## TASK REQUIREMENTS
For each line in the data below, write an exact copy.

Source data
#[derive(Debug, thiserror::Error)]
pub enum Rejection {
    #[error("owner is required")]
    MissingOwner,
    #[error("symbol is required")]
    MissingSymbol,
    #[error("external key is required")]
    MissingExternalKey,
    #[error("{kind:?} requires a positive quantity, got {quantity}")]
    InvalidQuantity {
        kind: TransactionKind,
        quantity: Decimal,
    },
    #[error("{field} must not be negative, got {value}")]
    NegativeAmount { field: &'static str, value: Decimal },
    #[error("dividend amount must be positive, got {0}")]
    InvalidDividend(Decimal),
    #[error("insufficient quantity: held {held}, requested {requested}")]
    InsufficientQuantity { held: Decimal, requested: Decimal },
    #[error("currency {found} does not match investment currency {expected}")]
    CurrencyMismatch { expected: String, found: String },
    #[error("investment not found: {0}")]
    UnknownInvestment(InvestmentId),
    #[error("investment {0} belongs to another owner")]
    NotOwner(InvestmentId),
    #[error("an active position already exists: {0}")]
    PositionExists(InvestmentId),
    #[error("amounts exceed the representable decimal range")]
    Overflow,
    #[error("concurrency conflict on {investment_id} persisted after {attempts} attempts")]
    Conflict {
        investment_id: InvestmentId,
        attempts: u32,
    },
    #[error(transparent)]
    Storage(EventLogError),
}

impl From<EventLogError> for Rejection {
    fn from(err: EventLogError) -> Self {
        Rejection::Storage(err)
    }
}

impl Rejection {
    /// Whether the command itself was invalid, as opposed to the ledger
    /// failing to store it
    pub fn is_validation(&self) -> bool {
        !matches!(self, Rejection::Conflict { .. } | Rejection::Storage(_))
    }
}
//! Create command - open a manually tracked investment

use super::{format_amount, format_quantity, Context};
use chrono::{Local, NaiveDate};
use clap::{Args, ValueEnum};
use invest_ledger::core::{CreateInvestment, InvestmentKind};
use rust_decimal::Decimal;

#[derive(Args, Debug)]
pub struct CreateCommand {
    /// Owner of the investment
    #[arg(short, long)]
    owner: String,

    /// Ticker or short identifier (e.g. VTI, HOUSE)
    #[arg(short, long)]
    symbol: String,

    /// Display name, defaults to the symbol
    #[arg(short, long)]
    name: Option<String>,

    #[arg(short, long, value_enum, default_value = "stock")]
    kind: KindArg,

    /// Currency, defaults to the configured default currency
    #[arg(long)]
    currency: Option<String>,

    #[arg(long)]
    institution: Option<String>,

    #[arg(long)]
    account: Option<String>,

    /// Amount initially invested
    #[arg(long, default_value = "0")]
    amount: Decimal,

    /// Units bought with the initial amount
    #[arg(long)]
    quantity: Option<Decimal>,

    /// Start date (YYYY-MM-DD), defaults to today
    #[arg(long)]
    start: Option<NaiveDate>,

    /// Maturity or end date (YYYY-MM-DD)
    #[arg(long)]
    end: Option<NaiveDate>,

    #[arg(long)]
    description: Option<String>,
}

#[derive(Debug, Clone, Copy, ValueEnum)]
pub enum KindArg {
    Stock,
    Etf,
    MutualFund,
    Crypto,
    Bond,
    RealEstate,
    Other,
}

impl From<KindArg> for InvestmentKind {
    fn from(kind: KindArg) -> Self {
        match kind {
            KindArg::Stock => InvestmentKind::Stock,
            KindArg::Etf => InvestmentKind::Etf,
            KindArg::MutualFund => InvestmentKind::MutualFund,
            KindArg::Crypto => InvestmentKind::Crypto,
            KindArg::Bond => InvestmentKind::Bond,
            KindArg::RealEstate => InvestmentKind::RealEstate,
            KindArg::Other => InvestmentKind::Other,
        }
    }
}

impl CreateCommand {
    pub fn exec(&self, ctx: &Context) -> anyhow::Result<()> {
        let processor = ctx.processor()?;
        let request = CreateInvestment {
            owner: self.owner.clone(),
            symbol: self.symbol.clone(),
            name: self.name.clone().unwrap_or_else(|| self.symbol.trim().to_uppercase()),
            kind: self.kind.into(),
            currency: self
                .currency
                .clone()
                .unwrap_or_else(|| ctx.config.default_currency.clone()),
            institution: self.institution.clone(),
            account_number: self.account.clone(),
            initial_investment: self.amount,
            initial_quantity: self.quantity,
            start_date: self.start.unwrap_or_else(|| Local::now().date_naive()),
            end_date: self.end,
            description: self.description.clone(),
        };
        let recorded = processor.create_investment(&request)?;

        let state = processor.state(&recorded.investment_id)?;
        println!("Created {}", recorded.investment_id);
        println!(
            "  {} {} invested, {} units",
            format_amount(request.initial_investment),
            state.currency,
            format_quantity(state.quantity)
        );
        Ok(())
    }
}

## EXERCISE RESULT
#[derive(Debug, thiserror::Error)]
pub enum Rejection {
    #[error("owner is required")]
    MissingOwner,
    #[error("symbol is required")]
    MissingSymbol,
    #[error("external key is required")]
    MissingExternalKey,
    #[error("{kind:?} requires a positive quantity, got {quantity}")]
    InvalidQuantity {
        kind: TransactionKind,
        quantity: Decimal,
    },
    #[error("{field} must not be negative, got {value}")]
    NegativeAmount { field: &'static str, value: Decimal },
    #[error("dividend amount must be positive, got {0}")]
    InvalidDividend(Decimal),
    #[error("insufficient quantity: held {held}, requested {requested}")]
    InsufficientQuantity { held: Decimal, requested: Decimal },
    #[error("currency {found} does not match investment currency {expected}")]
    CurrencyMismatch { expected: String, found: String },
    #[error("investment not found: {0}")]
    UnknownInvestment(InvestmentId),
    #[error("investment {0} belongs to another owner")]
    NotOwner(InvestmentId),
    #[error("an active position already exists: {0}")]
    PositionExists(InvestmentId),
    #[error("amounts exceed the representable decimal range")]
    Overflow,
    #[error("concurrency conflict on {investment_id} persisted after {attempts} attempts")]
    Conflict {
        investment_id: InvestmentId,
        attempts: u32,
    },
    #[error(transparent)]
    Storage(EventLogError),
}

impl From<EventLogError> for Rejection {
    fn from(err: EventLogError) -> Self {
        Rejection::Storage(err)
    }
}

impl Rejection {
    /// Whether the command itself was invalid, as opposed to the ledger
    /// failing to store it
    pub fn is_validation(&self) -> bool {
        !matches!(self, Rejection::Conflict { .. } | Rejection::Storage(_))
    }
}
//! Create command - open a manually tracked investment

use super::{format_amount, format_quantity, Context};
use chrono::{Local, NaiveDate};
use clap::{Args, ValueEnum};
use invest_ledger::core::{CreateInvestment, InvestmentKind};
use rust_decimal::Decimal;

#[derive(Args, Debug)]
pub struct CreateCommand {
    /// Owner of the investment
    #[arg(short, long)]
    owner: String,

    /// Ticker or short identifier (e.g. VTI, HOUSE)
    #[arg(short, long)]
    symbol: String,

    /// Display name, defaults to the symbol
    #[arg(short, long)]
    name: Option<String>,

    #[arg(short, long, value_enum, default_value = "stock")]
    kind: KindArg,

    /// Currency, defaults to the configured default currency
    #[arg(long)]
    currency: Option<String>,

    #[arg(long)]
    institution: Option<String>,

    #[arg(long)]
    account: Option<String>,

    /// Amount initially invested
    #[arg(long, default_value = "0")]
    amount: Decimal,

    /// Units bought with the initial amount
    #[arg(long)]
    quantity: Option<Decimal>,

    /// Start date (YYYY-MM-DD), defaults to today
    #[arg(long)]
    start: Option<NaiveDate>,

    /// Maturity or end date (YYYY-MM-DD)
    #[arg(long)]
    end: Option<NaiveDate>,

    #[arg(long)]
    description: Option<String>,
}

#[derive(Debug, Clone, Copy, ValueEnum)]
pub enum KindArg {
    Stock,
    Etf,
    MutualFund,
    Crypto,
    Bond,
    RealEstate,
    Other,
}

impl From<KindArg> for InvestmentKind {
    fn from(kind: KindArg) -> Self {
        match kind {
            KindArg::Stock => InvestmentKind::Stock,
            KindArg::Etf => InvestmentKind::Etf,
            KindArg::MutualFund => InvestmentKind::MutualFund,
            KindArg::Crypto => InvestmentKind::Crypto,
            KindArg::Bond => InvestmentKind::Bond,
            KindArg::RealEstate => InvestmentKind::RealEstate,
            KindArg::Other => InvestmentKind::Other,
        }
    }
}

impl CreateCommand {
    pub fn exec(&self, ctx: &Context) -> anyhow::Result<()> {
        let processor = ctx.processor()?;
        let request = CreateInvestment {
            owner: self.owner.clone(),
            symbol: self.symbol.clone(),
            name: self.name.clone().unwrap_or_else(|| self.symbol.trim().to_uppercase()),
            kind: self.kind.into(),
            currency: self
                .currency
                .clone()
                .unwrap_or_else(|| ctx.config.default_currency.clone()),
            institution: self.institution.clone(),
            account_number: self.account.clone(),
            initial_investment: self.amount,
            initial_quantity: self.quantity,
            start_date: self.start.unwrap_or_else(|| Local::now().date_naive()),
            end_date: self.end,
            description: self.description.clone(),
        };
        let recorded = processor.create_investment(&request)?;

        let state = processor.state(&recorded.investment_id)?;
        println!("Created {}", recorded.investment_id);
        println!(
            "  {} {} invested, {} units",
            format_amount(request.initial_investment),
            state.currency,
            format_quantity(state.quantity)
        );
        Ok(())
    }
}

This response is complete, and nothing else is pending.